(Stored data)
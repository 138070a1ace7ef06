pub mod config;
pub mod decode;
pub mod encode;

use std::error::Error;
use std::fmt::Display;
use std::io::{self, BufWriter, Read, Write};

/// Items from the command line, or whitespace-separated items from stdin
/// when none were given.
fn collect_items(args: Vec<String>) -> io::Result<Vec<String>> {
    if !args.is_empty() {
        return Ok(args);
    }

    tracing::debug!("reading items from stdin");
    let mut buffer = String::new();
    io::stdin().read_to_string(&mut buffer)?;
    Ok(buffer.split_whitespace().map(str::to_owned).collect())
}

/// Runs `convert` over every item, writing one result per line.
///
/// Without `keep_going` the first failure is returned. With it each failure
/// is reported on stderr and the run fails at the end.
fn process<T, E, F>(
    items: Vec<String>,
    keep_going: bool,
    mut convert: F,
) -> Result<(), Box<dyn Error>>
where
    T: Display,
    E: Error + 'static,
    F: FnMut(&str) -> Result<T, E>,
{
    let total = items.len();
    let mut failed = 0usize;
    let stdout = io::stdout();
    let mut out = BufWriter::new(stdout.lock());

    for item in &items {
        match convert(item) {
            Ok(converted) => {
                tracing::trace!(input = %item, output = %converted, "converted");
                writeln!(out, "{converted}")?;
            }
            Err(e) if keep_going => {
                failed += 1;
                out.flush()?;
                eprintln!("{e}");
            }
            Err(e) => {
                out.flush()?;
                return Err(e.into());
            }
        }
    }
    out.flush()?;

    if failed > 0 {
        return Err(format!("error: {failed} of {total} items failed").into());
    }
    tracing::debug!(total, "all items converted");
    Ok(())
}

• Exercise: Transcribe every record exactly.

• Task result:
repository 138070a1ace7ef06
pub mod config;
pub mod decode;
pub mod encode;

use std::error::Error;
use std::fmt::Display;
use std::io::{self, BufWriter, Read, Write};

/// Items from the command line, or whitespace-separated items from stdin
/// when none were given.
fn collect_items(args: Vec<String>) -> io::Result<Vec<String>> {
    if !args.is_empty() {
        return Ok(args);
    }

    tracing::debug!("reading items from stdin");
    let mut buffer = String::new();
    io::stdin().read_to_string(&mut buffer)?;
    Ok(buffer.split_whitespace().map(str::to_owned).collect())
}

/// Runs `convert` over every item, writing one result per line.
///
/// Without `keep_going` the first failure is returned. With it each failure
/// is reported on stderr and the run fails at the end.
fn process<T, E, F>(
    items: Vec<String>,
    keep_going: bool,
    mut convert: F,
) -> Result<(), Box<dyn Error>>
where
    T: Display,
    E: Error + 'static,
    F: FnMut(&str) -> Result<T, E>,
{
    let total = items.len();
    let mut failed = 0usize;
    let stdout = io::stdout();
    let mut out = BufWriter::new(stdout.lock());

    for item in &items {
        match convert(item) {
            Ok(converted) => {
                tracing::trace!(input = %item, output = %converted, "converted");
                writeln!(out, "{converted}")?;
            }
            Err(e) if keep_going => {
                failed += 1;
                out.flush()?;
                eprintln!("{e}");
            }
            Err(e) => {
                out.flush()?;
                return Err(e.into());
            }
        }
    }
    out.flush()?;

    if failed > 0 {
        return Err(format!("error: {failed} of {total} items failed").into());
    }
    tracing::debug!(total, "all items converted");
    Ok(())
}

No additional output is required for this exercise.